Here's why the company that takes payments for Facebook, AirBnB and Spotify is worth $1.5 billion
Tech3 min read


Flickr/David Goehring

December's valuation saw Adyen counted as a "unicorn."

Dutch payment company Adyen ended 2014 with a bang.

In December, the payment processing platform, which counts Facebook, AirBnB, and Spotify as clients, raised $250 million (£161 million) at a $1.5 billion (£970 million) valuation.

Adyen CCO Roelant Prins sat down with us at Wired Money to explain why the company is worth so much. It all boils down to the fact that the payments industry is huge, but doesn't really work very well right now.

Adyen thinks it's found a way to do payments more efficiently and in the process make more money for clients.

The old system of payments involves lots of different parties doing lots of different things, each one handling things like risk, banks, and merchants. Because of the complexity and the fact that a lot of the systems are old, there's a lot of waste.

"A big problem for merchants is that about 15% of credit card payments are refused, but only about 25% of that is because of insufficient funds," Prins says. "A lot of it can be dealt with."

"Some is actually caused by the fact that the existing infrastructure in payments is old. Banks that issue credit cards have their own systems that were built a long time ago. Then the acquiring banks that have dominated this space for a long time have a very old systems, typically 30-40 years old. You have these older systems talking to one another to try and make payments work."

Adyen combines all the pieces of the payments puzzle - payment gateway, risk assessment, and acquiring technology- into one platform that lets companies take any number of payment methods worldwide: credit and debit cards, Apple Pay, and even bitcoin.

Prins says that merchants using Adyen's platform see another 2-4% of credit card payments go through. That might not seem like a lot but for companies like AirBnB that do huge amounts of business, it can make a big difference to their bottom line.

Adyen currently processes $35 billion (£22.5 billion) in payments annually for its merchants, and about 2-3 million payments a day. While that means the company is doing pretty well, it's still only dealing with a tiny part of the payments industry.

"But that's the beauty of it," says Prins. "The massive opportunity we have. In terms of VC speak, the "addressable market" is massive. That also explains the big valuations you see in payments."

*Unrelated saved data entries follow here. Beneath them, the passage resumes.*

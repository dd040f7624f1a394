//! HTTP Surface
//!
//! Route configuration for the gateway's HTTP endpoints: the WebSocket
//! upgrade, health check, and Prometheus metrics.

use axum::{response::IntoResponse, routing::get, Json, Router};
use serde_json::json;
use tower_http::cors::CorsLayer;
use tower_http::trace::TraceLayer;

use crate::infrastructure::metrics;
use crate::presentation::websocket::ws_handler;
use crate::startup::AppState;

/// Create the gateway router.
pub fn create_router(state: AppState) -> Router {
    Router::new()
        .route("/gateway", get(ws_handler))
        .route("/health", get(health_check))
        .route("/metrics", get(metrics_handler))
        .layer(TraceLayer::new_for_http())
        .layer(CorsLayer::permissive())
        .with_state(state)
}

async fn health_check() -> impl IntoResponse {
    Json(json!({ "status": "ok" }))
}

/// Prometheus metrics endpoint handler
async fn metrics_handler() -> impl IntoResponse {
    (
        [(
            axum::http::header::CONTENT_TYPE,
            "text/plain; version=0.0.4; charset=utf-8",
        )],
        metrics::gather_metrics(),
    )
}
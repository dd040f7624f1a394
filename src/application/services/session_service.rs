//! Session Resolution
//!
//! Maps a presented bearer token to an authenticated user. Tokens are
//! never stored raw: the session key is the SHA-256 hex digest of the
//! token, so a dump of the session store does not leak usable tokens.

use redis::aio::ConnectionManager;
use redis::AsyncCommands;
use serde::{Deserialize, Serialize};
use sha2::{Digest, Sha256};
use std::sync::Arc;
use tracing::debug;

use crate::domain::{UserProfile, UserRepository};
use crate::infrastructure::cache::keys;
use crate::shared::error::AppError;

/// Session payload stored under `session:<token_hash>`.
#[derive(Debug, Clone, Serialize, Deserialize)]
pub struct CachedSession {
    pub user_id: i64,
    pub expires_at: i64,
}

/// The identity a connection is bound to after authentication.
#[derive(Debug, Clone)]
pub struct AuthenticatedUser {
    pub id: i64,
    pub profile: UserProfile,
}

/// Resolves session tokens to users.
#[derive(Clone)]
pub struct SessionResolver {
    redis: ConnectionManager,
    users: Arc<dyn UserRepository>,
}

impl SessionResolver {
    pub fn new(redis: ConnectionManager, users: Arc<dyn UserRepository>) -> Self {
        Self { redis, users }
    }

    /// Resolve a token to its user. Returns `None` for unknown, expired,
    /// or orphaned sessions; `Err` only for infrastructure failures.
    pub async fn resolve(&self, token: &str) -> Result<Option<AuthenticatedUser>, AppError> {
        let key = keys::session(&token_hash(token));

        let mut conn = self.redis.clone();
        let value: Option<String> = conn.get(&key).await?;

        let Some(json) = value else {
            return Ok(None);
        };
        let session: CachedSession = serde_json::from_str(&json)
            .map_err(|e| AppError::Internal(format!("Deserialization error: {}", e)))?;

        if session.expires_at <= chrono::Utc::now().timestamp() {
            debug!(user_id = session.user_id, "session expired");
            return Ok(None);
        }

        // session rows can outlive their user row
        let Some(user) = self.users.find_by_id(session.user_id).await? else {
            debug!(user_id = session.user_id, "session references missing user");
            return Ok(None);
        };

        Ok(Some(AuthenticatedUser {
            id: user.id,
            profile: user.profile(),
        }))
    }
}

/// SHA-256 hex digest of a session token.
pub fn token_hash(token: &str) -> String {
    let mut hasher = Sha256::new();
    hasher.update(token.as_bytes());
    format!("{:x}", hasher.finalize())
}

#[cfg(test)]
mod tests {
    use super::*;
    use pretty_assertions::assert_eq;

    #[test]
    fn token_hash_is_deterministic_hex() {
        let a = token_hash("secret-token");
        let b = token_hash("secret-token");
        assert_eq!(a, b);
        assert_eq!(a.len(), 64);
        assert!(a.chars().all(|c| c.is_ascii_hexdigit()));
        assert_ne!(token_hash("other-token"), a);
    }

    #[test]
    fn cached_session_round_trips() {
        let session = CachedSession {
            user_id: 9,
            expires_at: 1_900_000_000,
        };
        let json = serde_json::to_string(&session).unwrap();
        let back: CachedSession = serde_json::from_str(&json).unwrap();
        assert_eq!(back.user_id, 9);
        assert_eq!(back.expires_at, 1_900_000_000);
    }
}
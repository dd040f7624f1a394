//! Telemetry and Observability
//!
//! Structured logging setup.

use tracing_subscriber::{fmt, layer::SubscriberExt, util::SubscriberInitExt, EnvFilter};

/// Initialize tracing subscriber
pub fn init_tracing() {
    let env_filter = EnvFilter::try_from_default_env()
        .unwrap_or_else(|_| EnvFilter::new("info,chat_gateway=debug,sqlx=warn,tower_http=debug"));

    let fmt_layer = fmt::layer()
        .with_target(true)
        .with_thread_ids(true)
        .with_file(true)
        .with_line_number(true);

    tracing_subscriber::registry()
        .with(env_filter)
        .with(fmt_layer)
        .init();

    tracing::info!("Tracing initialized");
}
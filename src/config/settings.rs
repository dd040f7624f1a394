//! Application settings and configuration structures.

use config::{Config, ConfigError, Environment, File};
use serde::Deserialize;

/// Root configuration structure containing all application settings.
#[derive(Debug, Clone, Deserialize)]
pub struct Settings {
    /// Server configuration (host, port)
    pub server: ServerSettings,

    /// Database configuration (PostgreSQL)
    pub database: DatabaseSettings,

    /// Redis configuration
    pub redis: RedisSettings,

    /// Gateway behavior (admission, timers, cache, broadcast backend)
    pub gateway: GatewaySettings,

    /// Snowflake ID generator settings
    pub snowflake: SnowflakeSettings,

    /// Current environment (development, staging, production)
    pub environment: String,
}

/// Server binding configuration.
#[derive(Debug, Clone, Deserialize)]
pub struct ServerSettings {
    /// Host address to bind to (e.g., "0.0.0.0")
    pub host: String,

    /// Port number to listen on
    pub port: u16,
}

/// PostgreSQL database configuration.
#[derive(Debug, Clone, Deserialize)]
pub struct DatabaseSettings {
    /// Database connection URL
    pub url: String,

    /// Maximum number of connections in the pool
    pub max_connections: u32,

    /// Minimum number of connections to maintain
    pub min_connections: u32,

    /// Connection acquire timeout in seconds
    pub acquire_timeout: u64,
}

/// Redis configuration.
#[derive(Debug, Clone, Deserialize)]
pub struct RedisSettings {
    /// Redis connection URL
    pub url: String,
}

/// Which broadcast backend fans events out to rooms.
#[derive(Debug, Clone, Copy, PartialEq, Eq, Deserialize)]
#[serde(rename_all = "lowercase")]
pub enum BroadcastBackendKind {
    /// Direct dispatch to locally-held connections (single process).
    Local,
    /// Redis pub/sub fan-out across gateway instances.
    Redis,
}

/// Gateway configuration.
#[derive(Debug, Clone, Deserialize)]
pub struct GatewaySettings {
    /// Maximum simultaneous connections per remote address
    pub max_connections_per_address: u32,

    /// Typing indicator expiry in seconds
    pub typing_ttl_secs: u64,

    /// Presence record TTL in seconds
    pub presence_ttl_secs: u64,

    /// Channel message-page cache TTL in seconds
    pub message_cache_ttl_secs: u64,

    /// Number of messages held in a cached channel page
    pub message_cache_page_size: i32,

    /// Broadcast backend selection
    pub broadcast: BroadcastBackendKind,

    /// Pub/sub channel name used by the redis broadcast backend
    pub event_channel: String,
}

/// Snowflake ID generator configuration.
#[derive(Debug, Clone, Deserialize)]
pub struct SnowflakeSettings {
    /// Machine/worker ID (0-1023)
    pub machine_id: u16,
}

impl Settings {
    /// Load settings from environment variables and configuration files.
    ///
    /// The loading order is:
    /// 1. Built-in defaults
    /// 2. config/default.toml (base configuration)
    /// 3. config/{RUN_ENV}.toml (environment-specific overrides)
    /// 4. Environment variables (highest priority)
    pub fn load() -> Result<Self, ConfigError> {
        // Load .env file if present (ignore errors if not found)
        let _ = dotenvy::dotenv();

        let environment = std::env::var("RUN_ENV").unwrap_or_else(|_| "development".into());

        Config::builder()
            .set_default("environment", environment.clone())?
            .set_default("server.host", "0.0.0.0")?
            .set_default("server.port", 3000)?
            .set_default("database.max_connections", 10)?
            .set_default("database.min_connections", 2)?
            .set_default("database.acquire_timeout", 30)?
            .set_default("gateway.max_connections_per_address", 10)?
            .set_default("gateway.typing_ttl_secs", 10)?
            .set_default("gateway.presence_ttl_secs", 300)?
            .set_default("gateway.message_cache_ttl_secs", 60)?
            .set_default("gateway.message_cache_page_size", 50)?
            .set_default("gateway.broadcast", "local")?
            .set_default("gateway.event_channel", "gateway:events")?
            .set_default("snowflake.machine_id", 1)?
            // Load from config files
            .add_source(File::with_name("config/default").required(false))
            .add_source(File::with_name(&format!("config/{}", environment)).required(false))
            // Load from environment variables
            // APP__SERVER__PORT=3000 -> server.port = 3000
            .add_source(
                Environment::default()
                    .prefix("APP")
                    .separator("__")
                    .try_parsing(true),
            )
            // Map simple environment variables
            .set_override_option("server.host", std::env::var("SERVER_HOST").ok())?
            .set_override_option("server.port", std::env::var("SERVER_PORT").ok())?
            .set_override_option("database.url", std::env::var("DATABASE_URL").ok())?
            .set_override_option("redis.url", std::env::var("REDIS_URL").ok())?
            .set_override_option(
                "snowflake.machine_id",
                std::env::var("SNOWFLAKE_MACHINE_ID").ok(),
            )?
            .build()?
            .try_deserialize()
    }

    /// Get the full server address as a string.
    pub fn server_addr(&self) -> String {
        format!("{}:{}", self.server.host, self.server.port)
    }
}

#[cfg(test)]
mod tests {
    use super::*;

    #[test]
    fn broadcast_backend_kind_deserializes_lowercase() {
        let local: BroadcastBackendKind = serde_json::from_str("\"local\"").unwrap();
        let redis: BroadcastBackendKind = serde_json::from_str("\"redis\"").unwrap();
        assert_eq!(local, BroadcastBackendKind::Local);
        assert_eq!(redis, BroadcastBackendKind::Redis);
    }
}
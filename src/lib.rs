//! # Chat Gateway Library
//!
//! Real-time group-chat gateway:
//! - WebSocket gateway with per-address admission control
//! - Token-bound connections and room-scoped broadcast
//! - Message send/edit/delete pipeline over PostgreSQL
//! - Redis for sessions, presence, message-page caching, and the
//!   optional multi-instance broadcast relay
//!
//! ## Architecture
//!
//! The crate follows Clean Architecture principles:
//!
//! - **Domain Layer**: Core entities and repository traits
//! - **Application Layer**: Session, room, and message services
//! - **Infrastructure Layer**: Database, cache, and metrics implementations
//! - **Presentation Layer**: HTTP routes and the WebSocket gateway
//!
//! ## Module Structure
//!
//! ```text
//! chat_gateway/
//! +-- config/         Configuration management
//! +-- domain/         Domain entities and repository traits
//! +-- application/    Session, room, and message services
//! +-- infrastructure/ Database, cache, and metrics implementations
//! +-- presentation/   HTTP routes and WebSocket gateway
//! +-- shared/         Common utilities (errors, snowflake IDs)
//! ```

// Configuration module
pub mod config;

// Domain layer - Core business logic
pub mod domain;

// Application layer - Gateway services
pub mod application;

// Infrastructure layer - External implementations
pub mod infrastructure;

// Presentation layer - HTTP and WebSocket handlers
pub mod presentation;

// Shared utilities
pub mod shared;

// Application startup and state management
pub mod startup;

// Telemetry and observability
pub mod telemetry;
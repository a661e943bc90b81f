//! Per-OS startup configuration
//!
//! Each OS family contributes a set of [`StartupHints`] the host applies
//! before its first window is created.

use crate::error::{PlatformError, Result};
use crate::os::OsFamily;

/// Requested window appearance
#[derive(Clone, Copy, Debug, Default, PartialEq, Eq)]
pub enum Appearance {
    /// Follow the system light/dark setting
    #[default]
    System,
    Light,
    Dark,
}

#[derive(Clone, Debug, Default, PartialEq, Eq)]
pub struct StartupHints {
    /// Application name shown by the OS (menu bar, task switcher)
    pub app_name: Option<String>,
    pub appearance: Appearance,
    /// Move the menu bar to the global screen menu bar
    pub screen_menu_bar: bool,
}

pub trait OsConfigurator: Send + Sync {
    fn os(&self) -> OsFamily;

    fn startup_hints(&self) -> StartupHints;
}

pub struct WindowsConfigurator;

impl OsConfigurator for WindowsConfigurator {
    fn os(&self) -> OsFamily {
        OsFamily::Windows
    }

    fn startup_hints(&self) -> StartupHints {
        StartupHints::default()
    }
}

pub struct LinuxConfigurator;

impl OsConfigurator for LinuxConfigurator {
    fn os(&self) -> OsFamily {
        OsFamily::Linux
    }

    fn startup_hints(&self) -> StartupHints {
        StartupHints::default()
    }
}

pub struct MacOsConfigurator {
    pub app_name: String,
}

impl OsConfigurator for MacOsConfigurator {
    fn os(&self) -> OsFamily {
        OsFamily::MacOs
    }

    fn startup_hints(&self) -> StartupHints {
        StartupHints {
            app_name: Some(self.app_name.clone()),
            appearance: Appearance::System,
            screen_menu_bar: true,
        }
    }
}

/// Configurator for an OS family
pub fn configurator_for(os: OsFamily, app_name: &str) -> Result<Box<dyn OsConfigurator>> {
    let configurator: Box<dyn OsConfigurator> = match os {
        OsFamily::Windows => Box::new(WindowsConfigurator),
        OsFamily::Linux => Box::new(LinuxConfigurator),
        OsFamily::MacOs => Box::new(MacOsConfigurator {
            app_name: app_name.to_string(),
        }),
        OsFamily::Unknown => {
            tracing::debug!("configurator_for - no configurator for unknown OS");
            return Err(PlatformError::Unsupported("startup configuration".to_string()));
        }
    };
    Ok(configurator)
}
//! Zizi Core Types
//!
//! Value types shared by every Zizi crate:
//!
//! - **Color**: 8-bit RGBA colors parsed from theme hex tokens
//! - **Geometry**: `Point`, `Size`, `Rect` for paint-time computations
//! - **Metrics**: `Insets` and `Dimension`, integer device/logical units
//!   carrying a "UI resource" tag that marks toolkit-provided defaults
//! - **Fonts**: `FontSpec`, the font description the theme table stores
//!
//! # Example
//!
//! ```rust
//! use zizi_core::{Color, Insets, Rect};
//!
//! let accent = Color::from_hex(0x336699);
//! assert_eq!(accent.to_hex_string(), "336699");
//!
//! let bounds = Rect::new(0.0, 0.0, 100.0, 40.0);
//! let content = bounds.subtract_insets(&Insets::new(4, 8, 4, 8));
//! assert_eq!(content.width(), 84.0);
//! ```

pub mod color;
pub mod font;
pub mod geometry;

pub use color::Color;
pub use font::{FontSpec, FontStyle};
pub use geometry::{Dimension, Insets, Point, Rect, Size};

Adyen isn't the only fintech startup tackling this problem - companies like Currency Cloud, Klarna, and Stripe are all looking at payment processing.

Adyen is now planning to add in-store payments to its repertoire. Like online payments, there's needless complexity here too.

"Let's take an international retailer like Louis Vuitton, for example," Prins says. "They will have local contracts and local solutions in every market in Europe to take point-of-sale payments. But we can do this on Adyen's single platform, the same platform the company uses to take payments online, so that all the data is combined."

All that data has multiple applications. It can let the store know that a customer has shopped at their online store before, or at another location, so they can build their loyalty schemes on the same platform and reduce the risk of fraud.

"More data - better risk - less fraud - more revenue," Prins points out.

Prins says that the company doesn't have any further funding plans right now - everything is centred on growth. Adyen has been doubling its revenues for the last few years, and expects to double those again to $300 million (£193 million) this year.